The yield spread between Japanese government bonds and stock dividends has widened to its highest level in nearly two decades, prompting significant market attention to the potential shift of funds from equities to bonds.

The compounded yield on Japan’s 10-year government bonds is currently around 2.75%, while the dividend yield for TOPIX index constituents is about 2.3%. The difference between the two has now widened to the highest since 2007, when the Bank of Japan was in a rate hike cycle.

Hiroshi Namioka, chief strategist at T&D Asset Management, said, "From both dividend yield and earnings yield perspectives, the appeal of bonds is beginning to surpass that of stocks."

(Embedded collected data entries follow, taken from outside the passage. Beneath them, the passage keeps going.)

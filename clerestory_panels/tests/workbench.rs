// Copyright 2026 the Clerestory Authors
// SPDX-License-Identifier: Apache-2.0 OR MIT

//! Tests for the `clerestory_panels` crate.
//!
//! These drive the workbench the way an interaction layer would: open
//! panels, pick items, reassign modes, close panels — and assert on what
//! the registered observers saw.

use std::cell::RefCell;
use std::rc::Rc;

use clerestory_panels::{Presentation, SelectionObserver, Workbench};
use clerestory_scope::{ContextKey, Mode, Scope, ScopeKind};
use kurbo::Rect;

/// Stand-in for a panel's renderer: records every notification.
#[derive(Clone, Default)]
struct Repaints(Rc<RefCell<Vec<Option<&'static str>>>>);

impl SelectionObserver<&'static str> for Repaints {
    fn selection_changed(&mut self, _context: &ContextKey, selected: Option<&&'static str>) {
        self.0.borrow_mut().push(selected.copied());
    }
}

impl Repaints {
    fn calls(&self) -> usize {
        self.0.borrow().len()
    }

    fn last(&self) -> Option<&'static str> {
        self.0.borrow().last().copied().flatten()
    }
}

fn frame() -> Rect {
    Rect::new(0.0, 0.0, 320.0, 480.0)
}

fn game(id: &str) -> Scope {
    Scope::new(ScopeKind::Game, id)
}

#[test]
fn open_panel_reflects_current_selection_immediately() {
    let mut bench: Workbench<&str> = Workbench::new();

    let first = Repaints::default();
    let a = bench.open_panel(game("g1"), Mode::Edit, Presentation::Tree, frame(), first.clone());
    // A panel opening into an untouched context sees "nothing selected".
    assert_eq!(first.0.borrow().as_slice(), &[None]);

    bench.select_in_panel(a, "instance-7");

    // A panel opening into a live context sees the shared selection at once.
    let second = Repaints::default();
    bench.open_panel(game("g1"), Mode::Edit, Presentation::Viewport, frame(), second.clone());
    assert_eq!(second.0.borrow().as_slice(), &[Some("instance-7")]);
}

#[test]
fn panels_sharing_a_context_are_notified_exactly_once_each() {
    let mut bench: Workbench<&str> = Workbench::new();

    let tree = Repaints::default();
    let viewport = Repaints::default();
    bench.open_panel(game("g1"), Mode::Edit, Presentation::Tree, frame(), tree.clone());
    bench.open_panel(game("g1"), Mode::Edit, Presentation::Viewport, frame(), viewport.clone());

    let context = game("g1").in_mode(Mode::Edit);
    bench.set_selection(&context, Some("instance-7"));

    // One initial call each, one broadcast each.
    assert_eq!(tree.calls(), 2);
    assert_eq!(viewport.calls(), 2);
    assert_eq!(tree.last(), Some("instance-7"));
    assert_eq!(viewport.last(), Some("instance-7"));
    assert_eq!(bench.selection(&context), Some(&"instance-7"));
}

#[test]
fn different_contexts_are_isolated() {
    let mut bench: Workbench<&str> = Workbench::new();

    let edit = Repaints::default();
    let preview = Repaints::default();
    bench.open_panel(game("g1"), Mode::Edit, Presentation::Tree, frame(), edit.clone());
    bench.open_panel(game("g1"), Mode::Preview, Presentation::Tree, frame(), preview.clone());

    let edit_ctx = game("g1").in_mode(Mode::Edit);
    let preview_ctx = game("g1").in_mode(Mode::Preview);
    bench.set_selection(&edit_ctx, Some("instance-7"));

    assert_eq!(bench.selection(&edit_ctx), Some(&"instance-7"));
    assert_eq!(bench.selection(&preview_ctx), None);
    // The preview panel only ever saw its initial empty state.
    assert_eq!(preview.calls(), 1);
}

#[test]
fn no_op_mutations_notify_nobody() {
    let mut bench: Workbench<&str> = Workbench::new();

    let log = Repaints::default();
    bench.open_panel(game("g1"), Mode::Edit, Presentation::Tree, frame(), log.clone());
    let context = game("g1").in_mode(Mode::Edit);

    assert!(bench.set_selection(&context, Some("a")));
    assert!(!bench.set_selection(&context, Some("a")));
    assert!(!bench.clear_selection(&game("g2").in_mode(Mode::Edit)));

    // Initial call + one effective change.
    assert_eq!(log.calls(), 2);
}

#[test]
fn toggle_in_panel_replaces_then_clears() {
    let mut bench: Workbench<&str> = Workbench::new();

    let log = Repaints::default();
    let panel = bench.open_panel(game("g1"), Mode::Edit, Presentation::List, frame(), log.clone());
    let context = game("g1").in_mode(Mode::Edit);

    bench.toggle_in_panel(panel, "a");
    assert_eq!(bench.selection(&context), Some(&"a"));

    // Toggling another item displaces rather than extends.
    bench.toggle_in_panel(panel, "b");
    assert_eq!(bench.selection(&context), Some(&"b"));

    bench.toggle_in_panel(panel, "b");
    assert_eq!(bench.selection(&context), None);
    assert_eq!(log.last(), None);
}

#[test]
fn reassignment_migrates_the_subscription() {
    let mut bench: Workbench<&str> = Workbench::new();

    let log = Repaints::default();
    let panel = bench.open_panel(game("g1"), Mode::Edit, Presentation::Tree, frame(), log.clone());
    let edit_ctx = game("g1").in_mode(Mode::Edit);
    let server_ctx = game("g1").in_mode(Mode::Server);

    assert!(bench.reassign_mode(panel, Mode::Server));
    assert_eq!(bench.panel(panel).unwrap().mode(), Mode::Server);
    assert_eq!(bench.panel(panel).unwrap().context(), &server_ctx);

    let calls_after_reassign = log.calls();

    // Mutations on the old context no longer reach the panel…
    bench.set_selection(&edit_ctx, Some("stale"));
    assert_eq!(log.calls(), calls_after_reassign);

    // …while the new context does.
    bench.set_selection(&server_ctx, Some("fresh"));
    assert_eq!(log.calls(), calls_after_reassign + 1);
    assert_eq!(log.last(), Some("fresh"));
}

#[test]
fn reassignment_sees_the_new_context_selection() {
    let mut bench: Workbench<&str> = Workbench::new();

    // Seed the server context through another panel.
    let seed = bench.open_panel(
        game("g1"),
        Mode::Server,
        Presentation::Viewport,
        frame(),
        Repaints::default(),
    );
    bench.select_in_panel(seed, "instance-3");

    let log = Repaints::default();
    let panel = bench.open_panel(game("g1"), Mode::Edit, Presentation::Tree, frame(), log.clone());
    bench.reassign_mode(panel, Mode::Server);

    // The migration callback carried the server context's selection.
    assert_eq!(log.last(), Some("instance-3"));
}

#[test]
fn scenario_shared_tree_and_viewport_with_unrelated_text_panel() {
    let mut bench: Workbench<&str> = Workbench::new();

    let a = Repaints::default();
    let b = Repaints::default();
    let c = Repaints::default();

    let tree = bench.open_panel(game("g1"), Mode::Edit, Presentation::Tree, frame(), a.clone());
    bench.open_panel(game("g1"), Mode::Edit, Presentation::Viewport, frame(), b.clone());
    bench.open_panel(
        Scope::new(ScopeKind::Asset, "m1"),
        Mode::Edit,
        Presentation::Text,
        frame(),
        c.clone(),
    );

    bench.set_selection(&game("g1").in_mode(Mode::Edit), Some("instance-7"));

    assert_eq!(a.last(), Some("instance-7"));
    assert_eq!(b.last(), Some("instance-7"));
    assert_eq!(c.calls(), 1); // initial state only
    assert_eq!(
        bench.selection(&Scope::new(ScopeKind::Asset, "m1").in_mode(Mode::Edit)),
        None
    );

    // Closing the tree leaves the shared selection with the viewport.
    let closed = bench.close_panel(tree).unwrap();
    assert_eq!(closed.presentation(), Presentation::Tree);
    assert_eq!(
        bench.selection(&game("g1").in_mode(Mode::Edit)),
        Some(&"instance-7")
    );

    // And the viewport still hears subsequent changes.
    bench.set_selection(&game("g1").in_mode(Mode::Edit), None);
    assert_eq!(b.last(), None);
}

#[test]
fn dormant_context_selection_survives_for_reuse() {
    let mut bench: Workbench<&str> = Workbench::new();

    let panel = bench.open_panel(
        game("g1"),
        Mode::Edit,
        Presentation::Tree,
        frame(),
        Repaints::default(),
    );
    bench.select_in_panel(panel, "instance-7");
    bench.close_panel(panel);

    // No panel is left in the context, but the selection is dormant, not gone.
    let context = game("g1").in_mode(Mode::Edit);
    assert_eq!(bench.selection(&context), Some(&"instance-7"));

    let log = Repaints::default();
    bench.open_panel(game("g1"), Mode::Edit, Presentation::Grid, frame(), log.clone());
    assert_eq!(log.0.borrow().as_slice(), &[Some("instance-7")]);
}

#[test]
fn ids_are_monotonic_and_never_reused() {
    let mut bench: Workbench<&str> = Workbench::new();

    let a = bench.open_panel(game("g1"), Mode::Edit, Presentation::Tree, frame(), Repaints::default());
    let b = bench.open_panel(game("g2"), Mode::Edit, Presentation::Tree, frame(), Repaints::default());
    bench.close_panel(a);
    let c = bench.open_panel(game("g3"), Mode::Edit, Presentation::Tree, frame(), Repaints::default());

    assert!(a < b && b < c);
    assert!(bench.panel(a).is_none());
    assert_eq!(bench.panel_count(), 2);
}

#[test]
fn frames_are_recorded_without_broadcast() {
    let mut bench: Workbench<&str> = Workbench::new();

    let log = Repaints::default();
    let panel = bench.open_panel(game("g1"), Mode::Edit, Presentation::Tree, frame(), log.clone());

    let moved = Rect::new(40.0, 20.0, 360.0, 500.0);
    assert!(bench.set_frame(panel, moved));
    assert_eq!(bench.panel(panel).unwrap().frame(), moved);
    assert_eq!(log.calls(), 1); // only the initial callback

    assert!(!bench.set_frame(missing_panel(), moved));
}

/// An id no panel of a fresh workbench will ever have.
fn missing_panel() -> clerestory_panels::PanelId {
    clerestory_panels::PanelId::new(u32::MAX)
}

#[test]
fn operations_on_unknown_panels_are_inert() {
    let mut bench: Workbench<&str> = Workbench::new();

    assert!(bench.close_panel(missing_panel()).is_none());
    assert!(!bench.reassign_mode(missing_panel(), Mode::Edit));
    assert!(!bench.select_in_panel(missing_panel(), "x"));
    assert!(!bench.toggle_in_panel(missing_panel(), "x"));
}

#[test]
fn panels_in_context_filters_by_key() {
    let mut bench: Workbench<&str> = Workbench::new();

    bench.open_panel(game("g1"), Mode::Edit, Presentation::Tree, frame(), Repaints::default());
    bench.open_panel(game("g1"), Mode::Edit, Presentation::Viewport, frame(), Repaints::default());
    bench.open_panel(game("g1"), Mode::Preview, Presentation::Tree, frame(), Repaints::default());

    let context = game("g1").in_mode(Mode::Edit);
    let presentations: Vec<_> = bench
        .panels_in_context(&context)
        .map(|panel| panel.presentation())
        .collect();
    assert_eq!(presentations, [Presentation::Tree, Presentation::Viewport]);
}
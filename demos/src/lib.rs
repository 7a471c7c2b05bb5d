// Copyright 2026 the Clerestory Authors
// SPDX-License-Identifier: Apache-2.0 OR MIT

//! Shared sample data for the clerestory examples.

use clerestory_graph::DomainGraph;
use clerestory_scope::ScopeKind;

/// Builds the small world the examples walk around in.
///
/// One studio owner with a game (two places, a few instances) and an
/// inventory of assets, some of which the instances consume.
#[must_use]
pub fn sample_world() -> DomainGraph {
    let mut graph = DomainGraph::new();

    graph
        .insert_root(ScopeKind::Owner, "o1", "Skyline Studio")
        .expect("fresh graph accepts the root");

    let nodes: [(&str, ScopeKind, &str, &str); 9] = [
        ("o1", ScopeKind::Game, "g1", "Skyline"),
        ("g1", ScopeKind::Place, "p1", "Lobby"),
        ("g1", ScopeKind::Place, "p2", "Arena"),
        ("p1", ScopeKind::Instance, "i1", "SpawnPad"),
        ("p1", ScopeKind::Instance, "i2", "Door"),
        ("p2", ScopeKind::Instance, "i3", "Scoreboard"),
        ("o1", ScopeKind::Inventory, "inv1", "Inventory"),
        ("inv1", ScopeKind::Asset, "m1", "BrickMesh"),
        ("inv1", ScopeKind::Asset, "m2", "DoorSound"),
    ];
    for (parent, kind, id, name) in nodes {
        graph
            .insert_child(parent, kind, id, name)
            .expect("sample hierarchy is well-formed");
    }

    for (instance, asset) in [("i1", "m1"), ("i2", "m1"), ("i2", "m2")] {
        graph
            .record_usage(instance, asset)
            .expect("sample usages reference sample nodes");
    }

    graph
}
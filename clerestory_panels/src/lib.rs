// Copyright 2026 the Clerestory Authors
// SPDX-License-Identifier: Apache-2.0 OR MIT

// After you edit the crate's doc comment, run this command, then check README.md for any missing links
// cargo rdme --workspace-project=clerestory_panels --heading-base-level=0

//! Clerestory Panels: panel registry and shared-selection coordination.
//!
//! A panel is one open view, bound to a scope (what it looks at), a mode
//! (how it operates), and a presentation (how it draws). The first two axes
//! derive the panel's **context**; panels with equal contexts share one
//! selection, panels with different contexts are fully independent. That
//! one rule is the entire coordination model:
//!
//! - a tree and a viewport editing the same place stay in lockstep;
//! - the same place open in edit and in preview are separate worlds;
//! - closing a panel never clears what its siblings still share.
//!
//! The [`Workbench`] is the coordinator: it owns the open panels, the
//! per-context selection store, and the observer registry, and it is an
//! ordinary value you construct — one per session, or one per test. Every
//! mutation that changes a context's selection is delivered to that
//! context's observers synchronously, before the mutating call returns;
//! observers in other contexts are never invoked.
//!
//! ## Example
//!
//! ```rust
//! use std::cell::RefCell;
//! use std::rc::Rc;
//!
//! use clerestory_panels::{Presentation, SelectionObserver, Workbench};
//! use clerestory_scope::{ContextKey, Mode, Scope, ScopeKind};
//! use kurbo::Rect;
//!
//! // Stand-in for a renderer: records what it would repaint.
//! #[derive(Clone, Default)]
//! struct Repaints(Rc<RefCell<Vec<Option<String>>>>);
//!
//! impl SelectionObserver<String> for Repaints {
//!     fn selection_changed(&mut self, _context: &ContextKey, selected: Option<&String>) {
//!         self.0.borrow_mut().push(selected.cloned());
//!     }
//! }
//!
//! let mut bench: Workbench<String> = Workbench::new();
//! let place = Scope::new(ScopeKind::Place, "p1");
//! let frame = Rect::new(0.0, 0.0, 320.0, 480.0);
//!
//! let tree_log = Repaints::default();
//! let tree = bench.open_panel(
//!     place.clone(),
//!     Mode::Edit,
//!     Presentation::Tree,
//!     frame,
//!     tree_log.clone(),
//! );
//! let viewport_log = Repaints::default();
//! bench.open_panel(
//!     place.clone(),
//!     Mode::Edit,
//!     Presentation::Viewport,
//!     frame,
//!     viewport_log.clone(),
//! );
//!
//! // Both panels saw their initial (empty) state on open.
//! assert_eq!(tree_log.0.borrow().as_slice(), &[None]);
//!
//! // A pick in the tree reaches the viewport too — same context.
//! bench.select_in_panel(tree, "instance-7".to_string());
//! assert_eq!(
//!     viewport_log.0.borrow().last().unwrap().as_deref(),
//!     Some("instance-7")
//! );
//!
//! // A preview panel over the same place is a different context: opening
//! // it sees an empty selection, and picks there stay there.
//! let preview_log = Repaints::default();
//! let preview = bench.open_panel(
//!     place.clone(),
//!     Mode::Preview,
//!     Presentation::Viewport,
//!     frame,
//!     preview_log.clone(),
//! );
//! assert_eq!(preview_log.0.borrow().as_slice(), &[None]);
//!
//! bench.select_in_panel(preview, "instance-9".to_string());
//! let edit_context = place.clone().in_mode(Mode::Edit);
//! assert_eq!(bench.selection(&edit_context).map(String::as_str), Some("instance-7"));
//! ```
//!
//! ## Using components separately
//!
//! [`Workbench`] is a convenience facade. The pieces compose on their own:
//! [`ObserverRegistry`] is the per-context broadcast table,
//! [`BadgeAllocator`] hands out the stable per-context chrome badges, and
//! the selection bookkeeping lives in `clerestory_selection` — useful when
//! a host application already has its own notion of panels.
//!
//! This crate is `no_std` and uses `alloc`.

#![no_std]

extern crate alloc;

mod badge;
mod observer;
mod panel;
mod workbench;

pub use badge::{Badge, BadgeAllocator};
pub use observer::{ObserverRegistry, SelectionObserver, observer};
pub use panel::{Panel, PanelId, Presentation};
pub use workbench::Workbench;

The widening spread is driven by recent sharp volatility in Japan’s bond market. In Tokyo, yields on 30-year JGBs have surged to the highest since that maturity was first issued in 1999. Yields on the 10-year and 20-year bonds have also risen about 10 basis points, both reaching highs not seen since 1996. The rapid yield rise is increasing pressure on interest rate-sensitive growth stocks, which had previously been a major driver of the rebound in Japanese equities.

Rising Bond Appeal, Pressure on Growth Stocks

As JGB yields continue to climb, the value of allocating to bonds over stocks is becoming more apparent. Namioka notes that once oil prices stabilize, buying interest in bonds is likely to return. This suggests that the current high volatility in the bond market remains the main barrier to a large-scale flow of funds—investors are likely to stay on the sidelines until the bond market becomes more stable, rather than jumping in rashly.

The historical reference from 2007 is significant. At that time, the Bank of Japan was in a rate hike cycle and government bond yields similarly outpaced stock dividend yields, eventually triggering some degree of rebalancing between stocks and bonds. The current macro environment—Bank of Japan’s gradual exit from ultra-loose policy, persistent inflation—bears some resemblance to that period, making the comparison more valuable.

The rise in bond yields is having a structural impact on the stock market. Because growth stock valuations are highly dependent on low discount rate assumptions, rising interest rates directly compress their theoretical value. Growth stocks sensitive to bond yields had previously driven TOPIX higher, so the rapid yield climb now presents a clear downside risk to the broader stock market.

From a market logic perspective, when bond yields overtake dividend yields, investors can earn higher fixed returns without bearing the volatility risk of stocks. This fundamentally undermines the traditional allocation logic of “stocks over bonds.” The pressure to rebalance is especially notable for institutional investors pursuing stable returns.

However, despite the signal from the bond-equity yield spread, some market participants believe stocks’ long-term appeal remains fundamentally unchanged. Sohei Takeuchi, senior fund manager at Sumitomo Mitsui DS Asset Management, said that as Japan’s economy enters a phase of nominal expansion driven by inflation, equities will remain attractive. He believes that unless JGB yields rise to levels comparable to those of the U.S., there is little chance of a major shift of funds from stocks to bonds.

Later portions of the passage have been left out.